__Task directions__: Look below for the line containing "pub fn load(path: &Path)"; from there through the line containing "and request examples.", both lines included, please set down each line exactly and nothing else.
::: Data shown :::
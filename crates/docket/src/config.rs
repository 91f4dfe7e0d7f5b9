//! `docket.toml` configuration.

use std::fs;
use std::path::{Path, PathBuf};

use anyhow::{Context, Result};
use serde::Deserialize;

use docket_playground::PlaygroundDefaults;
use docket_static::BuildConfig;

/// Configuration file structure.
#[derive(Debug, Default, Deserialize)]
#[serde(default)]
pub struct ConfigFile {
    pub docs: DocsConfig,
    pub build: BuildSettings,
    pub playground: PlaygroundSettings,
}

#[derive(Debug, Deserialize)]
#[serde(default)]
pub struct DocsConfig {
    /// Content root
    pub dir: PathBuf,
    /// Manifest path, relative to the content root
    pub manifest: PathBuf,
    pub output: PathBuf,
    pub lang: String,
}

impl Default for DocsConfig {
    fn default() -> Self {
        Self {
            dir: PathBuf::from("."),
            manifest: PathBuf::from("docs.json"),
            output: PathBuf::from("build"),
            lang: "en".to_string(),
        }
    }
}

#[derive(Debug, Deserialize)]
#[serde(default)]
pub struct BuildSettings {
    pub minify: bool,
    pub clean: bool,
    /// Directories copied verbatim
    pub assets: Vec<String>,
    /// Files copied verbatim
    pub files: Vec<String>,
}

impl Default for BuildSettings {
    fn default() -> Self {
        let defaults = BuildConfig::default();
        Self {
            minify: defaults.minify,
            clean: defaults.clean,
            assets: defaults.asset_dirs,
            files: defaults.asset_files,
        }
    }
}

#[derive(Debug, Default, Deserialize)]
#[serde(default)]
pub struct PlaygroundSettings {
    /// Overrides the manifest's `api.baseUrl`
    pub base_url: Option<String>,
    pub authorization: Option<String>,
    pub example_body: Option<String>,
}

impl ConfigFile {
    /// Load configuration from `path` if it exists.
    ///
    /// Returns an error if the file exists but is malformed.
    pub fn load(path: &Path) -> Result<Self> {
        if !path.exists() {
            tracing::debug!("No {}, using defaults", path.display());
            return Ok(Self::default());
        }

        let content = fs::read_to_string(path)
            .with_context(|| format!("Failed to read {}", path.display()))?;
        let config: ConfigFile = toml::from_str(&content)
            .with_context(|| format!("Failed to parse {}", path.display()))?;

        tracing::info!("Loaded config from {}", path.display());
        Ok(config)
    }

    /// Path of the manifest file.
    pub fn manifest_path(&self) -> PathBuf {
        self.docs.dir.join(&self.docs.manifest)
    }

    /// Seed values for playground requests and request examples.
    pub fn playground_defaults(&self) -> PlaygroundDefaults {
        let mut defaults = PlaygroundDefaults::default();
        if let Some(authorization) = &self.playground.authorization {
            defaults.authorization = authorization.clone();
        }
        if let Some(body) = &self.playground.example_body {
            defaults.example_body = body.clone();
        }
        defaults
    }

    /// Site build settings.
    pub fn build_config(&self) -> BuildConfig {
        BuildConfig {
            content_dir: self.docs.dir.clone(),
            manifest_path: self.docs.manifest.clone(),
            output_dir: self.docs.output.clone(),
            minify: self.build.minify,
            clean: self.build.clean,
            asset_dirs: self.build.assets.clone(),
            asset_files: self.build.files.clone(),
            lang: self.docs.lang.clone(),
            api_base_url: self.playground.base_url.clone(),
            playground: self.playground_defaults(),
            live_reload: false,
        }
    }
}
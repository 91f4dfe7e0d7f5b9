//! Preview server command.

use std::net::SocketAddr;
use std::path::PathBuf;

use anyhow::{Context, Result};
use axum::Router;
use tower_http::services::ServeDir;

/// Serve an already-built site.
pub async fn run(port: u16, dir: PathBuf) -> Result<()> {
    if !dir.is_dir() {
        anyhow::bail!(
            "Directory not found: {}. Run 'docket build' first.",
            dir.display()
        );
    }

    let addr: SocketAddr = format!("127.0.0.1:{}", port)
        .parse()
        .context("Invalid address")?;

    let app = Router::new().fallback_service(ServeDir::new(&dir));

    let listener = tokio::net::TcpListener::bind(addr)
        .await
        .with_context(|| format!("Failed to bind to {}", addr))?;

    let url = format!("http://{}", addr);
    tracing::info!("Serving {} at {}", dir.display(), url);

    if let Err(e) = open::that(&url) {
        tracing::warn!("Failed to open browser: {}", e);
    }

    axum::serve(listener, app).await?;

    Ok(())
}
//! Image operations: decode/encode, resize, scrub, optimize, matte, blur.
//!
//! | Operation | Module | Crate / function |
//! |---|---|---|
//! | Sniff + decode | [`codec`] | `image` (`ImageReader::with_guessed_format`) |
//! | Encode WebP / AVIF / PNG / JPEG | [`codec`] | `webp`, `image` (rav1e behind `avif`) |
//! | Resize (contain / cover / fill) | [`resize`] | Lanczos3 via `image::imageops` |
//! | Metadata scrub | [`scrub`] | pure |
//! | Size optimization | [`optimize`] | tuned re-encode, never worse than naive |
//! | Background matte | [`segmentation`] | external model tool behind [`Segmenter`] |
//! | Blur placeholder | [`placeholder`] | `image` blur + JPEG |
//!
//! The module is split into:
//! - **Calculations**: pure functions for dimension math (unit testable)
//! - **Raster**: the owned pixels + metadata value passed between stages
//! - **Codec / Resize / Scrub / Optimize / Placeholder**: one concern each
//! - **Segmentation**: the [`Segmenter`] trait seam plus its production
//!   implementation

pub mod calculations;
pub mod codec;
pub mod optimize;
pub mod placeholder;
pub mod raster;
pub mod resize;
pub mod scrub;
pub mod segmentation;

pub use calculations::{aspect_height, clamp_width};
pub use codec::{decode, encode, CodecError, OutputFormat, Quality};
pub use optimize::optimize;
pub use placeholder::{generate_placeholder, PlaceholderConfig};
pub use raster::Raster;
pub use resize::{resize, ResizeError, ResizeMode};
pub use scrub::strip_metadata;
pub use segmentation::{
    remove_background, AlphaMatte, CommandSegmenter, SegmentationError, Segmenter,
};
:::
__Result below__:
    pub fn load(path: &Path) -> Result<Self> {
        if !path.exists() {
            tracing::debug!("No {}, using defaults", path.display());
            return Ok(Self::default());
        }

        let content = fs::read_to_string(path)
            .with_context(|| format!("Failed to read {}", path.display()))?;
        let config: ConfigFile = toml::from_str(&content)
            .with_context(|| format!("Failed to parse {}", path.display()))?;

        tracing::info!("Loaded config from {}", path.display());
        Ok(config)
    }

    /// Path of the manifest file.
    pub fn manifest_path(&self) -> PathBuf {
        self.docs.dir.join(&self.docs.manifest)
    }

    /// Seed values for playground requests and request examples.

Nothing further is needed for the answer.